Koppes and Bencherif Published in Bioelectricity

ChE Assistant Professors Ryan Koppes and Sidi A. Bencherif were published in Bioelectricity for their research on “Electroconductive Hydrogels for Tissue Engineering: Current Status and Future Perspectives.”

Over the past decade, electroconductive hydrogels, integrating both the biomimetic attributes of hydrogels and the electrochemical properties of conductive materials, have gained significant attention. Hydrogels, three-dimensional and swollen hydrophilic polymer networks, are an important class of tissue engineering (TE) scaffolds owing to their microstructural and mechanical properties, ability to mimic the native extracellular matrix, and promote tissue repair. However, hydrogels are intrinsically insulating and therefore unable to emulate the complex electrophysiological microenvironment of cardiac and neural tissues. To overcome this challenge, electroconductive materials, including carbon-based materials, nanoparticles, and polymers, have been incorporated within nonconductive hydrogels to replicate the electrical and biological characteristics of biological tissues.

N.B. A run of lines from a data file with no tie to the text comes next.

//! Admin-key extractor and standalone verifier.
//!
//! Protected routes take an [`Admin`] argument ahead of any body extractor, so
//! a request without the key is rejected before its body is read.

use axum::{
  extract::FromRequestParts,
  http::{HeaderMap, request::Parts},
};
use confsite_core::store::SiteStore;

use crate::{AppState, error::ApiError};

/// Header carrying the shared admin secret.
pub const ADMIN_KEY_HEADER: &str = "x-admin-key";

/// The deployment's admin secret.
#[derive(Clone)]
pub struct AdminAuth {
  secret: String,
}

impl AdminAuth {
  pub fn new(secret: impl Into<String>) -> Self { Self { secret: secret.into() } }

  /// Equality check against the configured secret. An empty secret accepts
  /// nothing.
  pub fn accepts(&self, candidate: &str) -> bool {
    !self.secret.is_empty() && candidate == self.secret
  }
}

/// Zero-size marker: present in the handler means the caller holds the key.
pub struct Admin;

/// Verify the admin key directly from headers.
pub fn verify_admin(headers: &HeaderMap, auth: &AdminAuth) -> Result<(), ApiError> {
  let key = headers
    .get(ADMIN_KEY_HEADER)
    .and_then(|v| v.to_str().ok())
    .ok_or(ApiError::Unauthorized)?;

  if !auth.accepts(key) {
    return Err(ApiError::Unauthorized);
  }
  Ok(())
}

impl<S> FromRequestParts<AppState<S>> for Admin
where
  S: SiteStore + Clone + 'static,
{
  type Rejection = ApiError;

  async fn from_request_parts(
    parts: &mut Parts,
    state: &AppState<S>,
  ) -> Result<Self, Self::Rejection> {
    verify_admin(&parts.headers, &state.auth).inspect_err(|_| {
      tracing::warn!(method = %parts.method, uri = %parts.uri, "rejected admin request");
    })?;
    Ok(Admin)
  }
}

#[cfg(test)]
mod tests {
  use axum::http::HeaderValue;

  use super::*;

  fn headers(key: Option<&'static str>) -> HeaderMap {
    let mut h = HeaderMap::new();
    if let Some(key) = key {
      h.insert(ADMIN_KEY_HEADER, HeaderValue::from_static(key));
    }
    h
  }

  #[test]
  fn correct_key() {
    let auth = AdminAuth::new("secret");
    assert!(verify_admin(&headers(Some("secret")), &auth).is_ok());
  }

  #[test]
  fn wrong_key() {
    let auth = AdminAuth::new("secret");
    assert!(matches!(
      verify_admin(&headers(Some("guess")), &auth),
      Err(ApiError::Unauthorized)
    ));
  }

  #[test]
  fn missing_header() {
    let auth = AdminAuth::new("secret");
    assert!(matches!(
      verify_admin(&headers(None), &auth),
      Err(ApiError::Unauthorized)
    ));
  }

  #[test]
  fn empty_secret_rejects_everything() {
    let auth = AdminAuth::new("");
    assert!(!auth.accepts(""));
    assert!(verify_admin(&headers(Some("")), &auth).is_err());
  }
}
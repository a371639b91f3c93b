//! Error type for `confsite-store-sqlite`.

use thiserror::Error;

#[derive(Debug, Error)]
pub enum Error {
  #[error("database error: {0}")]
  Database(#[from] tokio_rusqlite::Error),

  #[error("invalid connection string: {0:?}")]
  ConnectionString(String),
}

pub type Result<T, E = Error> = std::result::Result<T, E>;
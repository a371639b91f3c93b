//! Row list pane: left panel.

use ratatui::{
  Frame,
  layout::Rect,
  style::{Color, Modifier, Style},
  widgets::{Block, Borders, List, ListItem, ListState, Paragraph},
};

use crate::app::App;

/// Render the current resource's rows into `area`.
pub fn draw(f: &mut Frame, area: Rect, app: &App) {
  let filtered = app.filtered_rows();
  let total = app.rows.len();

  let role = app
    .role_filter
    .map(|r| {
      let role: &str = r.as_ref();
      format!(" [{role}]")
    })
    .unwrap_or_default();
  let title = if app.filter_active || !app.filter.is_empty() {
    format!(" {}{role} ({}/{}) ", app.resource.title(), filtered.len(), total)
  } else {
    format!(" {}{role} ({}) ", app.resource.title(), total)
  };

  let block = Block::default()
    .title(title)
    .borders(Borders::ALL)
    .border_style(Style::default().fg(Color::DarkGray));

  let items: Vec<ListItem> = filtered
    .iter()
    .map(|row| ListItem::new(app.resource.row_label(row)))
    .collect();

  let mut inner_area = block.inner(area);
  f.render_widget(block, area);

  // Filter bar along the bottom of the inner area.
  if (app.filter_active || !app.filter.is_empty()) && inner_area.height > 2 {
    let filter_area = Rect {
      x:      inner_area.x,
      y:      inner_area.y + inner_area.height - 1,
      width:  inner_area.width,
      height: 1,
    };
    inner_area.height = inner_area.height.saturating_sub(1);

    let filter_text = if app.filter_active {
      format!("/{}_", app.filter)
    } else {
      format!("/{}", app.filter)
    };
    f.render_widget(
      Paragraph::new(filter_text).style(Style::default().fg(Color::Yellow)),
      filter_area,
    );
  }

  let mut state = ListState::default();
  state.select(if filtered.is_empty() {
    None
  } else {
    Some(app.list_cursor)
  });

  f.render_stateful_widget(
    List::new(items)
      .highlight_style(
        Style::default()
          .bg(Color::Blue)
          .fg(Color::White)
          .add_modifier(Modifier::BOLD),
      )
      .highlight_symbol(""),
    inner_area,
    &mut state,
  );
}
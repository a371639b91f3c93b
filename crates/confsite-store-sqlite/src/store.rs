//! [`SqliteStore`]: the SQLite implementation of [`SiteStore`].

use std::path::Path;

use confsite_core::{
  RecordId,
  committee::{CommitteeMember, CommitteeMemberPatch, CommitteeRole, NewCommitteeMember},
  contact::{Contact, ContactPatch, NewContact},
  date::{ImportantDate, ImportantDatePatch, NewImportantDate, sort_chronologically},
  fee::{NewRegistrationFee, RegistrationFee, RegistrationFeePatch},
  page::{Page, PagePatch},
  settings::{SETTINGS_ID, Settings, SettingsPatch},
  speaker::{NewSpeaker, Speaker, SpeakerPatch},
  store::SiteStore,
};
use rusqlite::params;

use crate::{
  Error, Result,
  encode::now,
  schema::SCHEMA,
  table::{self, Table},
};

// ─── Store ───────────────────────────────────────────────────────────────────

/// A conference-site store backed by a single SQLite file.
///
/// Cloning is cheap; the inner connection is reference-counted.
#[derive(Clone)]
pub struct SqliteStore {
  conn: tokio_rusqlite::Connection,
}

impl SqliteStore {
  /// Open (or create) a store at `path` and run schema initialisation.
  pub async fn open(path: impl AsRef<Path>) -> Result<Self> {
    let conn = tokio_rusqlite::Connection::open(path).await?;
    let store = Self { conn };
    store.init_schema().await?;
    Ok(store)
  }

  /// Open an in-memory store, mostly for tests.
  pub async fn open_in_memory() -> Result<Self> {
    let conn = tokio_rusqlite::Connection::open_in_memory().await?;
    let store = Self { conn };
    store.init_schema().await?;
    Ok(store)
  }

  /// Open a store from a connection string: a bare path, `sqlite://<path>`,
  /// `sqlite:<path>`, or `:memory:`.
  pub async fn connect(url: &str) -> Result<Self> {
    let target = url
      .strip_prefix("sqlite://")
      .or_else(|| url.strip_prefix("sqlite:"))
      .unwrap_or(url);

    match target {
      "" => Err(Error::ConnectionString(url.to_owned())),
      ":memory:" => Self::open_in_memory().await,
      path => Self::open(path).await,
    }
  }

  async fn init_schema(&self) -> Result<()> {
    self
      .conn
      .call(|conn| {
        conn.execute_batch(SCHEMA)?;
        Ok(())
      })
      .await?;
    tracing::debug!("schema initialised");
    Ok(())
  }

  // ── Generic row operations ────────────────────────────────────────────────

  async fn list_rows<T>(&self) -> Result<Vec<T>>
  where
    T: Table + Send + 'static,
  {
    let rows = self
      .conn
      .call(|conn| Ok(table::select::<T, _>(conn, "", params![])?))
      .await?;
    Ok(rows)
  }

  /// Read-merge-write of one row inside a transaction. `None` if `id` is
  /// unknown.
  async fn update_row<T, F>(&self, id: RecordId, apply: F) -> Result<Option<T>>
  where
    T: Table + Send + 'static,
    F: FnOnce(&mut T) + Send + 'static,
  {
    let updated = self
      .conn
      .call(move |conn| {
        let tx = conn.transaction()?;
        let Some(mut row) = table::select_one::<T>(&tx, id)? else {
          return Ok(None);
        };
        apply(&mut row);
        row.write_back(&tx)?;
        tx.commit()?;
        Ok(Some(row))
      })
      .await?;

    if updated.is_none() {
      tracing::debug!(table = T::NAME, id, "update of unknown id");
    }
    Ok(updated)
  }

  async fn delete_row<T>(&self, id: RecordId) -> Result<()>
  where
    T: Table + Send + 'static,
  {
    let removed = self
      .conn
      .call(move |conn| Ok(table::delete::<T>(conn, id)?))
      .await?;
    tracing::debug!(table = T::NAME, id, removed, "delete");
    Ok(())
  }
}

// ─── SiteStore impl ──────────────────────────────────────────────────────────

impl SiteStore for SqliteStore {
  type Error = Error;

  // ── Settings ──────────────────────────────────────────────────────────────

  async fn get_settings(&self) -> Result<Option<Settings>> {
    let settings = self
      .conn
      .call(|conn| Ok(table::select_one::<Settings>(conn, SETTINGS_ID)?))
      .await?;
    Ok(settings)
  }

  async fn upsert_settings(&self, patch: SettingsPatch) -> Result<Settings> {
    let now = now();
    let settings = self
      .conn
      .call(move |conn| {
        let tx = conn.transaction()?;
        let settings = match table::select_one::<Settings>(&tx, SETTINGS_ID)? {
          Some(mut existing) => {
            existing.apply(patch, now);
            existing.write_back(&tx)?;
            existing
          }
          None => {
            let created = Settings::from_patch(patch, now);
            table::insert_settings(&tx, &created)?;
            created
          }
        };
        tx.commit()?;
        Ok(settings)
      })
      .await?;
    Ok(settings)
  }

  // ── Speakers ──────────────────────────────────────────────────────────────

  async fn list_speakers(&self) -> Result<Vec<Speaker>> { self.list_rows().await }

  async fn create_speaker(&self, input: NewSpeaker) -> Result<Speaker> {
    let now = now();
    let speaker = self
      .conn
      .call(move |conn| {
        let tx = conn.transaction()?;
        let speaker = table::insert_speaker(&tx, input, now)?;
        tx.commit()?;
        Ok(speaker)
      })
      .await?;
    tracing::debug!(id = speaker.id, "speaker created");
    Ok(speaker)
  }

  async fn update_speaker(&self, id: RecordId, patch: SpeakerPatch) -> Result<Option<Speaker>> {
    let now = now();
    self
      .update_row(id, move |s: &mut Speaker| s.apply(patch, now))
      .await
  }

  async fn delete_speaker(&self, id: RecordId) -> Result<()> {
    self.delete_row::<Speaker>(id).await
  }

  // ── Important dates ───────────────────────────────────────────────────────

  async fn list_dates(&self) -> Result<Vec<ImportantDate>> {
    let mut dates: Vec<ImportantDate> = self.list_rows().await?;
    sort_chronologically(&mut dates);
    Ok(dates)
  }

  async fn create_date(&self, input: NewImportantDate) -> Result<ImportantDate> {
    let now = now();
    let date = self
      .conn
      .call(move |conn| Ok(table::insert_date(conn, input, now)?))
      .await?;
    tracing::debug!(id = date.id, "important date created");
    Ok(date)
  }

  async fn update_date(
    &self,
    id: RecordId,
    patch: ImportantDatePatch,
  ) -> Result<Option<ImportantDate>> {
    let now = now();
    self
      .update_row(id, move |d: &mut ImportantDate| d.apply(patch, now))
      .await
  }

  async fn delete_date(&self, id: RecordId) -> Result<()> {
    self.delete_row::<ImportantDate>(id).await
  }

  // ── Committee ─────────────────────────────────────────────────────────────

  async fn list_committee(&self, role: Option<CommitteeRole>) -> Result<Vec<CommitteeMember>> {
    let Some(role) = role else {
      return self.list_rows().await;
    };
    let role_str = role.as_ref().to_owned();
    let members = self
      .conn
      .call(move |conn| {
        Ok(table::select::<CommitteeMember, _>(
          conn,
          "WHERE role = ?1",
          params![role_str],
        )?)
      })
      .await?;
    Ok(members)
  }

  async fn create_committee_member(&self, input: NewCommitteeMember) -> Result<CommitteeMember> {
    let now = now();
    let member = self
      .conn
      .call(move |conn| {
        let tx = conn.transaction()?;
        let member = table::insert_committee_member(&tx, input, now)?;
        tx.commit()?;
        Ok(member)
      })
      .await?;
    tracing::debug!(id = member.id, role = member.role.as_ref(), "committee member created");
    Ok(member)
  }

  async fn update_committee_member(
    &self,
    id: RecordId,
    patch: CommitteeMemberPatch,
  ) -> Result<Option<CommitteeMember>> {
    let now = now();
    self
      .update_row(id, move |m: &mut CommitteeMember| m.apply(patch, now))
      .await
  }

  async fn delete_committee_member(&self, id: RecordId) -> Result<()> {
    self.delete_row::<CommitteeMember>(id).await
  }

  // ── Registration fees ─────────────────────────────────────────────────────

  async fn list_fees(&self) -> Result<Vec<RegistrationFee>> { self.list_rows().await }

  async fn create_fee(&self, input: NewRegistrationFee) -> Result<RegistrationFee> {
    let now = now();
    let fee = self
      .conn
      .call(move |conn| Ok(table::insert_fee(conn, input, now)?))
      .await?;
    tracing::debug!(id = fee.id, "registration fee created");
    Ok(fee)
  }

  async fn update_fee(
    &self,
    id: RecordId,
    patch: RegistrationFeePatch,
  ) -> Result<Option<RegistrationFee>> {
    let now = now();
    self
      .update_row(id, move |f: &mut RegistrationFee| f.apply(patch, now))
      .await
  }

  async fn delete_fee(&self, id: RecordId) -> Result<()> {
    self.delete_row::<RegistrationFee>(id).await
  }

  // ── Contacts ──────────────────────────────────────────────────────────────

  async fn list_contacts(&self) -> Result<Vec<Contact>> { self.list_rows().await }

  async fn create_contact(&self, input: NewContact) -> Result<Contact> {
    let now = now();
    let contact = self
      .conn
      .call(move |conn| Ok(table::insert_contact(conn, input, now)?))
      .await?;
    tracing::debug!(id = contact.id, "contact created");
    Ok(contact)
  }

  async fn update_contact(&self, id: RecordId, patch: ContactPatch) -> Result<Option<Contact>> {
    let now = now();
    self
      .update_row(id, move |c: &mut Contact| c.apply(patch, now))
      .await
  }

  async fn delete_contact(&self, id: RecordId) -> Result<()> {
    self.delete_row::<Contact>(id).await
  }

  // ── Pages ─────────────────────────────────────────────────────────────────

  async fn list_pages(&self) -> Result<Vec<Page>> { self.list_rows().await }

  async fn get_page<'a>(&'a self, slug: &'a str) -> Result<Option<Page>> {
    let slug = slug.to_owned();
    let page = self
      .conn
      .call(move |conn| Ok(table::select_one::<Page>(conn, slug)?))
      .await?;
    Ok(page)
  }

  async fn upsert_page(&self, slug: String, patch: PagePatch) -> Result<Page> {
    let now = now();
    let page = self
      .conn
      .call(move |conn| {
        let tx = conn.transaction()?;
        let page = match table::select_one::<Page>(&tx, slug.as_str())? {
          Some(mut existing) => {
            existing.apply(patch, now);
            existing.write_back(&tx)?;
            existing
          }
          None => {
            let created = Page::from_patch(slug, patch, now);
            table::insert_page(&tx, &created)?;
            created
          }
        };
        tx.commit()?;
        Ok(page)
      })
      .await?;
    tracing::debug!(slug = %page.slug, "page upserted");
    Ok(page)
  }
}
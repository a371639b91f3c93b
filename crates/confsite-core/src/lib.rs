//! Core types and trait definitions for the conference site.
//!
//! This crate is deliberately free of HTTP and database dependencies. It owns
//! the record shapes, the create/patch payloads accepted for each resource, and
//! the [`store::SiteStore`] abstraction every backend implements.

pub mod committee;
pub mod contact;
pub mod date;
pub mod error;
pub mod fee;
pub mod page;
pub mod settings;
pub mod speaker;
pub mod store;
pub mod validate;

pub use error::{Error, Result};

/// Server-assigned identifier shared by every list resource.
pub type RecordId = i64;
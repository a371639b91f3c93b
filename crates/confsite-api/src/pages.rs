//! Handlers for `/pages`: rich-text content pages keyed by slug.
//!
//! | Method | Path | Notes |
//! |--------|------|-------|
//! | `GET`  | `/pages` | All pages, by slug |
//! | `GET`  | `/pages/:slug` | Empty title/content when the page does not exist yet |
//! | `PATCH`/`PUT` | `/pages/:slug` | Admin; body: [`PagePatch`]; upsert |

use axum::{
  Json,
  extract::State,
  response::{IntoResponse, Response},
};
use confsite_core::{
  page::{Page, PagePatch},
  store::SiteStore,
  validate::{Validate, validate_slug},
};
use serde_json::json;

use crate::{
  AppState,
  auth::Admin,
  error::ApiError,
  extract::{ApiJson, ApiPath},
};

/// `GET /pages`
pub async fn list<S>(State(state): State<AppState<S>>) -> Result<Json<Vec<Page>>, ApiError>
where
  S: SiteStore + Clone + 'static,
{
  let pages = state.store.list_pages().await.map_err(ApiError::store)?;
  Ok(Json(pages))
}

/// `GET /pages/:slug`
pub async fn get_one<S>(
  State(state): State<AppState<S>>,
  ApiPath(slug): ApiPath<String>,
) -> Result<Response, ApiError>
where
  S: SiteStore + Clone + 'static,
{
  validate_slug(&slug)?;
  let page = state.store.get_page(&slug).await.map_err(ApiError::store)?;
  Ok(match page {
    Some(page) => Json(page).into_response(),
    None => Json(json!({ "slug": slug, "title": "", "content": "" })).into_response(),
  })
}

/// `PATCH /pages/:slug`: creates the page on first write.
pub async fn upsert<S>(
  State(state): State<AppState<S>>,
  _admin: Admin,
  ApiPath(slug): ApiPath<String>,
  ApiJson(patch): ApiJson<PagePatch>,
) -> Result<Json<Page>, ApiError>
where
  S: SiteStore + Clone + 'static,
{
  validate_slug(&slug)?;
  patch.validate()?;
  let page = state
    .store
    .upsert_page(slug, patch)
    .await
    .map_err(ApiError::store)?;
  tracing::info!(slug = %page.slug, "page updated");
  Ok(Json(page))
}
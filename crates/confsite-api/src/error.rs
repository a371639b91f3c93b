//! API error type and [`axum::response::IntoResponse`] implementation.
//!
//! Every error body has the shape `{"error": "<message>"}`.

use axum::{
  Json,
  extract::rejection::{JsonRejection, PathRejection, QueryRejection},
  http::StatusCode,
  response::{IntoResponse, Response},
};
use serde_json::json;
use thiserror::Error;

/// An error returned by an API handler.
#[derive(Debug, Error)]
pub enum ApiError {
  #[error("{0}")]
  BadRequest(String),

  /// Missing or wrong admin key on a protected route.
  #[error("Unauthorized Access")]
  Unauthorized,

  /// Wrong password on `POST /admin/login`.
  #[error("Invalid Credentials")]
  InvalidCredentials,

  #[error("{0}")]
  NotFound(String),

  #[error("store error: {0}")]
  Store(#[source] Box<dyn std::error::Error + Send + Sync>),
}

impl ApiError {
  pub fn store<E>(e: E) -> Self
  where
    E: std::error::Error + Send + Sync + 'static,
  {
    ApiError::Store(Box::new(e))
  }
}

impl IntoResponse for ApiError {
  fn into_response(self) -> Response {
    let status = match &self {
      ApiError::BadRequest(_) => StatusCode::BAD_REQUEST,
      ApiError::Unauthorized | ApiError::InvalidCredentials => StatusCode::UNAUTHORIZED,
      ApiError::NotFound(_) => StatusCode::NOT_FOUND,
      ApiError::Store(e) => {
        // Detail stays in the log; clients get a generic message.
        tracing::error!(error = %e, "store failure");
        return (
          StatusCode::INTERNAL_SERVER_ERROR,
          Json(json!({ "error": "Internal Server Error" })),
        )
          .into_response();
      }
    };
    (status, Json(json!({ "error": self.to_string() }))).into_response()
  }
}

impl From<confsite_core::Error> for ApiError {
  fn from(e: confsite_core::Error) -> Self { ApiError::BadRequest(e.to_string()) }
}

impl From<JsonRejection> for ApiError {
  fn from(r: JsonRejection) -> Self { ApiError::BadRequest(r.body_text()) }
}

impl From<PathRejection> for ApiError {
  fn from(r: PathRejection) -> Self { ApiError::BadRequest(r.body_text()) }
}

impl From<QueryRejection> for ApiError {
  fn from(r: QueryRejection) -> Self { ApiError::BadRequest(r.body_text()) }
}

This review gives a brief introduction on the rational design of electroconductive hydrogels and their current applications in TE, especially for neural and cardiac regeneration. The recent progress and development trends of electroconductive hydrogels, their challenges, and clinical translatability, as well as their future perspectives, with a focus on advanced manufacturing technologies, are also discussed.